GIVEN INFORMATION START

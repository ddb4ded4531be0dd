//! HTTP transport tests against a one-shot local server

#![cfg(feature = "http")]

use ethapi::{EthApiError, EthClient, HttpConfig, HttpTransport, Transport};
use serde_json::{json, Value};
use tokio::io::{AsyncReadExt, AsyncWriteExt};
use tokio::net::TcpListener;
use tokio::task::JoinHandle;

/// Captured request: lowercased head and raw body
struct Captured {
    head: String,
    body: String,
}

impl Captured {
    fn json(&self) -> Value {
        serde_json::from_str(&self.body).unwrap()
    }
}

/// Serve exactly one request with `status` and `body`, returning what was received
async fn serve_once(status: &'static str, body: String) -> (String, JoinHandle<Captured>) {
    let listener = TcpListener::bind("127.0.0.1:0").await.unwrap();
    let url = format!("http://{}", listener.local_addr().unwrap());

    let handle = tokio::spawn(async move {
        let (mut socket, _) = listener.accept().await.unwrap();
        let captured = read_request(&mut socket).await;

        let response = format!(
            "HTTP/1.1 {}\r\nContent-Type: application/json\r\nContent-Length: {}\r\nConnection: close\r\n\r\n{}",
            status,
            body.len(),
            body
        );
        socket.write_all(response.as_bytes()).await.unwrap();
        socket.shutdown().await.ok();
        captured
    });

    (url, handle)
}

async fn read_request(socket: &mut tokio::net::TcpStream) -> Captured {
    let mut buf = Vec::new();
    let mut chunk = [0u8; 4096];

    loop {
        let n = socket.read(&mut chunk).await.unwrap();
        assert!(n > 0, "connection closed before request was complete");
        buf.extend_from_slice(&chunk[..n]);

        let Some(header_end) = find_header_end(&buf) else {
            continue;
        };
        let head = String::from_utf8_lossy(&buf[..header_end]).to_ascii_lowercase();
        let content_length = head
            .lines()
            .find_map(|line| line.strip_prefix("content-length:"))
            .map(|v| v.trim().parse::<usize>().unwrap())
            .unwrap_or(0);

        let body_start = header_end + 4;
        if buf.len() >= body_start + content_length {
            let body = String::from_utf8_lossy(&buf[body_start..body_start + content_length]);
            return Captured {
                head,
                body: body.into_owned(),
            };
        }
    }
}

fn find_header_end(buf: &[u8]) -> Option<usize> {
    buf.windows(4).position(|w| w == b"\r\n\r\n")
}

#[tokio::test]
async fn test_request_envelope() {
    let (url, server) =
        serve_once("200 OK", r#"{"jsonrpc":"2.0","id":1,"result":"0x4"}"#.to_string()).await;
    let client = EthClient::http(&url).unwrap();

    assert_eq!(client.block_number().await.unwrap(), 4);

    let captured = server.await.unwrap();
    assert!(captured.head.starts_with("post / http/1.1"));
    assert!(captured.head.contains("content-type: application/json"));

    let request = captured.json();
    assert_eq!(request["jsonrpc"], "2.0");
    assert_eq!(request["method"], "eth_blockNumber");
    assert_eq!(request["params"], json!([]));
    assert!(request["id"].is_u64());
}

#[tokio::test]
async fn test_request_params_are_positional() {
    let (url, server) =
        serve_once("200 OK", r#"{"jsonrpc":"2.0","id":1,"result":"0x1"}"#.to_string()).await;
    let client = EthClient::http(&url).unwrap();

    let nonce = client
        .get_transaction_count("0xabc", ethapi::BlockId::Number(16))
        .await
        .unwrap();
    assert_eq!(nonce, 1);

    let request = server.await.unwrap().json();
    assert_eq!(request["method"], "eth_getTransactionCount");
    assert_eq!(request["params"], json!(["0xabc", "0x10"]));
}

#[tokio::test]
async fn test_rpc_error_body() {
    let (url, server) = serve_once(
        "200 OK",
        r#"{"jsonrpc":"2.0","id":1,"error":{"code":-32000,"message":"header not found"}}"#
            .to_string(),
    )
    .await;
    let client = EthClient::http(&url).unwrap();

    let err = client.get_balance("0xabc", ethapi::BlockId::Latest).await.unwrap_err();
    assert_eq!(err.to_string(), "header not found");
    assert_eq!(err.rpc_code(), Some(-32000));
    server.await.unwrap();
}

#[tokio::test]
async fn test_rpc_error_body_on_http_error_status() {
    let (url, server) = serve_once(
        "500 Internal Server Error",
        r#"{"jsonrpc":"2.0","id":1,"error":{"code":-32603,"message":"internal"}}"#.to_string(),
    )
    .await;
    let client = EthClient::http(&url).unwrap();

    let err = client.coinbase().await.unwrap_err();
    assert!(err.is_rpc());
    assert_eq!(err.to_string(), "internal");
    server.await.unwrap();
}

#[tokio::test]
async fn test_http_error_status_without_rpc_body() {
    let (url, server) = serve_once("503 Service Unavailable", "upstream down".to_string()).await;
    let client = EthClient::http(&url).unwrap();

    let err = client.block_number().await.unwrap_err();
    match err {
        EthApiError::Transport(message) => {
            assert!(message.contains("503"));
            assert!(message.contains("upstream down"));
        }
        other => panic!("Expected Transport error, got {other:?}"),
    }
    server.await.unwrap();
}

#[tokio::test]
async fn test_malformed_body_is_transport_error() {
    let (url, server) = serve_once("200 OK", "not json".to_string()).await;
    let client = EthClient::http(&url).unwrap();

    assert!(matches!(
        client.block_number().await,
        Err(EthApiError::Transport(_))
    ));
    server.await.unwrap();
}

#[tokio::test]
async fn test_null_result_is_none() {
    let (url, server) =
        serve_once("200 OK", r#"{"jsonrpc":"2.0","id":1,"result":null}"#.to_string()).await;
    let client = EthClient::http(&url).unwrap();

    let receipt = client.get_transaction_receipt("0x01").await.unwrap();
    assert!(receipt.is_none());
    server.await.unwrap();
}

#[tokio::test]
async fn test_missing_result_is_not_none() {
    let body = r#"{"jsonrpc":"2.0","id":1}"#;

    let (url, server) = serve_once("200 OK", body.to_string()).await;
    let client = EthClient::http(&url).unwrap();
    assert!(matches!(
        client.get_transaction_receipt("0xabc").await,
        Err(EthApiError::Decode(_))
    ));
    server.await.unwrap();

    let (url, server) = serve_once("200 OK", body.to_string()).await;
    let client = EthClient::http(&url).unwrap();
    assert!(matches!(
        client.get_block_by_hash("0xabc", false).await,
        Err(EthApiError::Decode(_))
    ));
    server.await.unwrap();
}

#[tokio::test]
async fn test_bearer_token_header() {
    let (url, server) =
        serve_once("200 OK", r#"{"jsonrpc":"2.0","id":1,"result":true}"#.to_string()).await;
    let config = HttpConfig {
        bearer_token: Some("s3cret".to_string()),
        ..HttpConfig::new(&url)
    };
    let transport = HttpTransport::from_config(&config).unwrap();
    assert_eq!(transport.url(), url);

    let response = transport.call("eth_mining", vec![]).await.unwrap();
    assert_eq!(response.result, Some(json!(true)));

    let captured = server.await.unwrap();
    assert!(captured.head.contains("authorization: bearer s3cret"));
}

#[tokio::test]
async fn test_connection_refused_is_transport_error() {
    // Bind then drop to get a port nothing listens on
    let listener = TcpListener::bind("127.0.0.1:0").await.unwrap();
    let url = format!("http://{}", listener.local_addr().unwrap());
    drop(listener);

    let client = EthClient::http(&url).unwrap();
    let err = client.block_number().await.unwrap_err();
    assert!(matches!(err, EthApiError::Transport(_)));
    assert!(!err.is_rpc());
}

#[tokio::test]
async fn test_timeout_is_transport_error() {
    let listener = TcpListener::bind("127.0.0.1:0").await.unwrap();
    let url = format!("http://{}", listener.local_addr().unwrap());

    // Accept and hold the connection without answering
    let server = tokio::spawn(async move {
        let (socket, _) = listener.accept().await.unwrap();
        tokio::time::sleep(std::time::Duration::from_secs(2)).await;
        drop(socket);
    });

    let config = HttpConfig {
        timeout_ms: 200,
        ..HttpConfig::new(&url)
    };
    let client = EthClient::from_config(&config).unwrap();
    let err = client.block_number().await.unwrap_err();
    assert!(matches!(err, EthApiError::Transport(_)));
    server.abort();
}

GIVEN INFORMATION END

_DIRECTIONS FOR THIS TASK_.
The expected answer is a copy of every line in the entries that holds the word "Some".

_EXERCISE RESULT_.
        let Some(header_end) = find_header_end(&buf) else {
    assert_eq!(err.rpc_code(), Some(-32000));
        bearer_token: Some("s3cret".to_string()),
    assert_eq!(response.result, Some(json!(true)));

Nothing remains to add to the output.